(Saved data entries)
===============
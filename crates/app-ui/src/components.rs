//! Post and album markup
//!
//! Builds the HTML fragments that go into the page containers:
//!
//! - [`PostCard`] - a blog post card for the news feed or the homepage
//! - [`album_card`] / [`album_link`] - album grid entries and the latest-album link
//! - [`news_feed`], [`latest_news`], [`album_grid`], [`latest_album`] - whole containers
//!
//! Titles, authors and URLs are escaped. Post content is site-authored HTML
//! and is inserted as written.

use crate::embeds::{render_embed_list, EmbedRenderer, HtmlEmbedRenderer};
use crate::html::escape;
use crate::navigation::{is_news_page, NEWS_PAGE_PATH};
use app_core::albums::Album;
use app_core::dates::{latest, sort_newest_first, Dated};
use app_core::posts::BlogPost;

/// Fallback for the news feed container
pub const NEWS_UNAVAILABLE: &str = "Unable to load news posts at this time.";

/// Fallback for the homepage latest-news container
pub const LATEST_NEWS_UNAVAILABLE: &str = "Unable to load latest news.";

/// Fallback for the album grid container
pub const ALBUMS_UNAVAILABLE: &str = "Unable to load albums at this time.";

/// Fallback for the homepage latest-album container
pub const LATEST_ALBUM_UNAVAILABLE: &str = "Unable to load latest album.";

// =============================================================================
// Post Cards
// =============================================================================

/// What clicking a post card does
#[derive(Debug, Clone, PartialEq, Eq)]
pub enum PostClickAction {
    /// Open the post in the modal (news page)
    OpenModal,
    /// Go to another page (homepage cards link to the news page)
    Navigate(String),
}

impl PostClickAction {
    /// Click behaviour for cards shown on the given page
    pub fn for_page(path: &str) -> Self {
        if is_news_page(path) {
            PostClickAction::OpenModal
        } else {
            PostClickAction::Navigate(NEWS_PAGE_PATH.to_string())
        }
    }

    /// Value of the card's `data-click` attribute
    pub fn as_attr(&self) -> &str {
        match self {
            PostClickAction::OpenModal => "modal",
            PostClickAction::Navigate(path) => path,
        }
    }

    /// Resolve a click on the card
    ///
    /// Clicks that land inside the embeds block belong to the embedded
    /// players and do nothing.
    pub fn on_click(&self, inside_embeds: bool) -> Option<&PostClickAction> {
        if inside_embeds {
            None
        } else {
            Some(self)
        }
    }
}

/// Where a post's media goes
///
/// With a cover image, the image sits above the content and the embeds
/// follow the content. Without one, the embeds take the image's place.
#[derive(Debug, Clone, Default, PartialEq, Eq)]
pub struct PostMedia {
    /// Markup above the content
    pub top: String,
    /// Markup after the content
    pub after_content: String,
}

impl PostMedia {
    /// Lay out a post's image and embeds
    pub fn for_post<R>(post: &BlogPost, image_html: impl FnOnce(&str) -> String, renderer: &R) -> Self
    where
        R: EmbedRenderer + ?Sized,
    {
        let embeds = render_embed_list(renderer, &post.resolve_embeds());
        match post.image() {
            Some(image) => Self { top: image_html(image), after_content: embeds },
            None => Self { top: embeds, after_content: String::new() },
        }
    }
}

/// A blog post card
#[derive(Debug, Clone)]
pub struct PostCard<'a> {
    post: &'a BlogPost,
    click: PostClickAction,
}

impl<'a> PostCard<'a> {
    /// Create a card that opens the post modal when clicked
    pub fn new(post: &'a BlogPost) -> Self {
        Self { post, click: PostClickAction::OpenModal }
    }

    /// Set the click behaviour
    pub fn with_click_action(mut self, click: PostClickAction) -> Self {
        self.click = click;
        self
    }

    /// Click behaviour of this card
    pub fn click_action(&self) -> &PostClickAction {
        &self.click
    }

    /// Render with the default HTML embed renderer
    pub fn render(&self) -> String {
        self.render_with(&HtmlEmbedRenderer)
    }

    /// Render with a specific embed renderer
    pub fn render_with<R: EmbedRenderer + ?Sized>(&self, renderer: &R) -> String {
        let post = self.post;
        let title = escape(&post.title);
        let media = PostMedia::for_post(
            post,
            |image| {
                format!(
                    r#"<div class="blog-post-image"><img src="{}" alt="{}"></div>"#,
                    escape(image),
                    title
                )
            },
            renderer,
        );

        format!(
            concat!(
                r#"<article class="blog-post" data-click="{click}">"#,
                r#"<div class="blog-post-header">"#,
                r#"<h3 class="blog-post-title">{title}</h3>"#,
                r#"<p class="blog-post-date">{date} • by {author}</p>"#,
                r#"</div>"#,
                "{top}",
                r#"<div class="blog-post-content"><p>{content}</p></div>"#,
                "{after}",
                r#"<div class="blog-post-stats" data-post-id="{id}"></div>"#,
                r#"</article>"#
            ),
            click = escape(self.click.as_attr()),
            title = title,
            date = escape(&post.display_date()),
            author = escape(&post.author),
            top = media.top,
            content = post.content,
            after = media.after_content,
            id = escape(&post.id.to_string()),
        )
    }
}

// =============================================================================
// Albums
// =============================================================================

/// Album link with cover art and title
pub fn album_link(album: &Album) -> String {
    let title = escape(&album.title);
    format!(
        r#"<a href="{}" class="album-link"><img class="img-fluid album-img" src="{}" alt="{}"><h3>{}</h3></a>"#,
        escape(&album.url),
        escape(&album.image),
        title,
        title
    )
}

/// Album grid entry
pub fn album_card(album: &Album) -> String {
    format!(r#"<div class="col-album text-center">{}</div>"#, album_link(album))
}

// =============================================================================
// Containers
// =============================================================================

fn newest_first<T: Dated + Clone>(items: &[T]) -> Vec<T> {
    let mut sorted = items.to_vec();
    sort_newest_first(&mut sorted);
    sorted
}

/// Every post, newest first, as cards for the given page
pub fn news_feed(posts: &[BlogPost], page_path: &str) -> String {
    let click = PostClickAction::for_page(page_path);
    newest_first(posts)
        .iter()
        .map(|post| PostCard::new(post).with_click_action(click.clone()).render())
        .collect()
}

/// The newest post as a card for the given page; empty when there are no posts
pub fn latest_news(posts: &[BlogPost], page_path: &str) -> String {
    latest(posts)
        .map(|post| {
            PostCard::new(post)
                .with_click_action(PostClickAction::for_page(page_path))
                .render()
        })
        .unwrap_or_default()
}

/// Every album, newest first, as grid entries
pub fn album_grid(albums: &[Album]) -> String {
    newest_first(albums).iter().map(album_card).collect()
}

/// Link to the newest album; empty when there are no albums
pub fn latest_album(albums: &[Album]) -> String {
    latest(albums).map(album_link).unwrap_or_default()
}

// =============================================================================
// Tests
// =============================================================================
===============
▸ What you have to do:
Copy each line in the entries above where the word "that" shows up.

▸ Solution for this exercise:
//! Builds the HTML fragments that go into the page containers:
    /// Clicks that land inside the embeds block belong to the embedded
    /// Create a card that opens the post modal when clicked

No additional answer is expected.